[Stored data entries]

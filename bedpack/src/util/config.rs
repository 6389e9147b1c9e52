use serde::{Deserialize, Serialize};

/// Configuration of a [`Bed`](crate::entities::Bed)
#[derive(Serialize, Deserialize, Clone, Copy, Debug, PartialEq)]
pub struct BedConfig {
    /// Minimum clearance between two boxes placed by the spiral heuristic
    #[serde(default = "BedConfig::default_margin")]
    pub margin: f64,
}

impl BedConfig {
    pub const DEFAULT_MARGIN: f64 = 1.0;

    fn default_margin() -> f64 {
        Self::DEFAULT_MARGIN
    }
}

impl Default for BedConfig {
    fn default() -> Self {
        Self {
            margin: Self::DEFAULT_MARGIN,
        }
    }
}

§ Task
Extract the data in full. Keep it word for word.

§ Solution to this exercise
filename bedpack/src/util/config.rs
repository 6389e9147b1c9e52
use serde::{Deserialize, Serialize};

/// Configuration of a [`Bed`](crate::entities::Bed)
#[derive(Serialize, Deserialize, Clone, Copy, Debug, PartialEq)]
pub struct BedConfig {
    /// Minimum clearance between two boxes placed by the spiral heuristic
    #[serde(default = "BedConfig::default_margin")]
    pub margin: f64,
}

impl BedConfig {
    pub const DEFAULT_MARGIN: f64 = 1.0;

    fn default_margin() -> f64 {
        Self::DEFAULT_MARGIN
    }
}

impl Default for BedConfig {
    fn default() -> Self {
        Self {
            margin: Self::DEFAULT_MARGIN,
        }
    }
}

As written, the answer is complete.